Stored entries —
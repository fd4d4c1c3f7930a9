//! Command-line front end over the command handlers.

use std::path::PathBuf;
use std::sync::Arc;

use anyhow::Context;
use clap::{Parser, Subcommand};
use serde::Serialize;
use tokio::io::{AsyncBufReadExt, BufReader};

use crate::commands::logic::{describe_outcome, describe_summary, parse_switch, EntryView};
use crate::commands::{entries, hotkey, system, ActionResult, AppState, Hotkey, HotkeyGate};
use crate::config;
use crate::core::{Catalog, Engine, FileFeed, IntentStore, ReconcileReport, ToggleDirection};
use crate::db::Database;
use crate::error::AppError;
use crate::firewall::{NetshExecutor, RuleExecutor};
use crate::services::BackgroundServices;

#[derive(Parser, Debug)]
#[command(name = "ipblocker", version, about = "Keep per-endpoint block intent in sync with the Windows Firewall")]
pub struct Cli {
    /// Directory holding the state database.
    #[arg(long, global = true, default_value = ".")]
    pub data_dir: PathBuf,

    /// Endpoint feed file. Defaults to `endpoints.txt` in the data directory.
    #[arg(long, global = true)]
    pub feed: Option<PathBuf>,

    /// Print results as JSON.
    #[arg(long, global = true)]
    pub json: bool,

    #[command(subcommand)]
    pub command: Command,
}

#[derive(Subcommand, Debug)]
pub enum Command {
    /// List every catalog entry with its block status
    List,
    /// Show one entry
    Status { entry: String },
    /// Toggle blocking for an entry
    Toggle {
        entry: String,
        /// in, out or both
        #[arg(long = "dir", default_value = "both")]
        direction: ToggleDirection,
        /// Apply to every entry regardless of the global setting
        #[arg(long, conflicts_with = "single")]
        all: bool,
        /// Apply to this entry only regardless of the global setting
        #[arg(long)]
        single: bool,
    },
    /// Remove rules of dropped entries and re-apply stored blocks
    Sync,
    /// Show or change settings
    Settings {
        #[arg(long, value_parser = clap::builder::BoolishValueParser::new())]
        sounds: Option<bool>,
        #[arg(long, value_parser = clap::builder::BoolishValueParser::new())]
        global: Option<bool>,
    },
    /// Interactive session with F1/F2/F3 hotkeys
    Run,
}

impl Cli {
    fn feed_path(&self) -> PathBuf {
        self.feed
            .clone()
            .unwrap_or_else(|| self.data_dir.join(config::DEFAULT_FEED_FILE))
    }
}

pub async fn execute(cli: Cli) -> anyhow::Result<()> {
    std::fs::create_dir_all(&cli.data_dir)
        .with_context(|| format!("failed to create {}", cli.data_dir.display()))?;
    let db_path = cli.data_dir.join(config::STATE_DB_FILE);
    let database = Arc::new(Database::open(&db_path)?);
    tracing::debug!("State database at {}", db_path.display());

    if let Command::Settings { sounds, global } = &cli.command {
        if let Some(enabled) = sounds {
            system::set_sounds_enabled(&database, *enabled)?;
        }
        if let Some(enabled) = global {
            system::set_global_block_enabled(&database, *enabled)?;
        }
        let settings = system::get_settings(&database)?;
        emit(cli.json, &settings, || {
            format!(
                "sounds: {}\nglobal block: {}",
                on_off(settings.sounds_enabled),
                on_off(settings.global_block_enabled)
            )
        })?;
        return Ok(());
    }

    if matches!(cli.command, Command::Toggle { .. } | Command::Sync | Command::Run) {
        system::check_privileges()?;
    }

    let state = Arc::new(build_state(&cli, database, NetshExecutor::default())?);

    match cli.command {
        Command::List => {
            let list = entries::list_entries(&state);
            emit(cli.json, &list, || format_entries(&list))?;
        }
        Command::Status { entry } => {
            let view = entries::status(&state, &entry)?;
            emit(cli.json, &view, || format_entries(std::slice::from_ref(&view)))?;
        }
        Command::Toggle {
            entry,
            direction,
            all,
            single,
        } => {
            let result = toggle_scoped(&state, &entry, direction, all, single).await?;
            emit(cli.json, &result, || describe_result(&result))?;
        }
        Command::Sync => {
            let report = entries::reconcile_on_startup(&state).await?;
            emit(cli.json, &report, || describe_report(&report))?;
        }
        Command::Run => run_session(state).await?,
        Command::Settings { .. } => {}
    }
    Ok(())
}

fn build_state<E: RuleExecutor>(
    cli: &Cli,
    database: Arc<Database>,
    executor: E,
) -> anyhow::Result<AppState<E>> {
    let feed = FileFeed::new(cli.feed_path());
    // Rejected lines are already logged by the loader.
    let (catalog, _rejected) = Catalog::load(&feed)?;
    let store = IntentStore::load(Arc::clone(&database))?;
    let engine = Arc::new(Engine::new(executor, Arc::new(catalog), store));
    Ok(AppState::new(engine, database, HotkeyGate::default()))
}

async fn toggle_scoped<E: RuleExecutor>(
    state: &AppState<E>,
    entry: &str,
    direction: ToggleDirection,
    all: bool,
    single: bool,
) -> Result<ActionResult, AppError> {
    if all {
        let summary = entries::toggle_global_from(state, entry, direction).await?;
        return Ok(ActionResult::Global(summary));
    }
    if single {
        let outcome = entries::toggle(state, entry, direction).await?;
        return Ok(ActionResult::Single(outcome));
    }
    hotkey::perform_action(state, entry, direction).await
}

/// Interactive loop. Reconciliation runs in the background and is abandoned on quit.
async fn run_session<E: RuleExecutor>(state: Arc<AppState<E>>) -> anyhow::Result<()> {
    let reconciliation = BackgroundServices::start_reconciliation(Arc::clone(&state.engine));
    println!("{}", SESSION_HELP);

    let mut lines = BufReader::new(tokio::io::stdin()).lines();
    while let Some(line) = lines.next_line().await? {
        match handle_line(&state, &line).await {
            Ok(SessionStep::Output(text)) => println!("{text}"),
            Ok(SessionStep::Silent) => {}
            Ok(SessionStep::Quit) => break,
            Err(e) => eprintln!("error: {e}"),
        }
    }

    reconciliation.shutdown();
    tracing::info!("Session ended; block rules are left in place");
    Ok(())
}

const SESSION_HELP: &str = "commands: select <entry> | f1 (both) | f2 (in) | f3 (out) | \
list | status [entry] | global on|off | sounds on|off | help | quit";

#[derive(Debug, PartialEq, Eq)]
enum SessionStep {
    Output(String),
    Silent,
    Quit,
}

async fn handle_line<E: RuleExecutor>(
    state: &AppState<E>,
    line: &str,
) -> Result<SessionStep, AppError> {
    let mut words = line.split_whitespace();
    let Some(command) = words.next() else {
        return Ok(SessionStep::Silent);
    };
    let argument = words.next();

    match command.to_ascii_lowercase().as_str() {
        "quit" | "exit" => Ok(SessionStep::Quit),
        "help" => Ok(SessionStep::Output(SESSION_HELP.to_string())),
        "list" => Ok(SessionStep::Output(format_entries(&entries::list_entries(state)))),
        "select" => {
            let entry = argument
                .ok_or_else(|| AppError::InvalidInput("usage: select <entry>".into()))?;
            let endpoint = state.select(entry)?;
            Ok(SessionStep::Output(format!("selected {endpoint}")))
        }
        "status" => {
            let endpoint = match argument {
                Some(entry) => state.engine.resolve(entry)?,
                None => state
                    .selected()
                    .ok_or_else(|| AppError::InvalidInput("select an entry first".into()))?,
            };
            let view = entries::status(state, &endpoint.key())?;
            Ok(SessionStep::Output(format_entries(std::slice::from_ref(&view))))
        }
        "global" | "sounds" => {
            let enabled = parse_switch(argument.unwrap_or_default())?;
            if command.eq_ignore_ascii_case("global") {
                system::set_global_block_enabled(&state.database, enabled)?;
            } else {
                system::set_sounds_enabled(&state.database, enabled)?;
            }
            Ok(SessionStep::Output(format!(
                "{} {}",
                command.to_ascii_lowercase(),
                on_off(enabled)
            )))
        }
        key => {
            let key: Hotkey = key.parse()?;
            match hotkey::press_hotkey(state, key).await? {
                Some(result) => {
                    let mut text = describe_result(&result);
                    if system::get_settings(&state.database)?.sounds_enabled {
                        text.push('\u{7}');
                    }
                    Ok(SessionStep::Output(text))
                }
                None => Ok(SessionStep::Silent),
            }
        }
    }
}

fn emit<T: Serialize>(json: bool, value: &T, text: impl FnOnce() -> String) -> anyhow::Result<()> {
    if json {
        println!("{}", serde_json::to_string_pretty(value)?);
    } else {
        println!("{}", text());
    }
    Ok(())
}

fn on_off(enabled: bool) -> &'static str {
    if enabled {
        "on"
    } else {
        "off"
    }
}

fn describe_result(result: &ActionResult) -> String {
    match result {
        ActionResult::Single(outcome) => describe_outcome(outcome),
        ActionResult::Global(summary) => describe_summary(summary),
    }
}

fn describe_report(report: &ReconcileReport) -> String {
    format!(
        "orphans removed: {}\norphan rules removed: {} ({} failed)\nrules re-applied: {} ({} failed)",
        report.orphans_removed,
        report.rules_removed,
        report.cleanup_failures,
        report.rules_applied,
        report.apply_failures
    )
}

fn format_entries(list: &[EntryView]) -> String {
    if list.is_empty() {
        return "no entries".to_string();
    }
    let width = list.iter().map(|v| v.endpoint.len()).max().unwrap_or(0);
    list.iter()
        .map(|v| {
            format!(
                "{:<width$}  {:<9}  in:{:<3}  out:{:<3}  {}",
                v.endpoint,
                v.kind,
                on_off(v.in_blocked),
                on_off(v.out_blocked),
                v.label
            )
        })
        .collect::<Vec<_>>()
        .join("\n")
}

WORK INSTRUCTIONS —
Search the data for "words". Copy every line that has it.

RESPONSE TO THE TASK —
    let mut words = line.split_whitespace();
    let Some(command) = words.next() else {
    let argument = words.next();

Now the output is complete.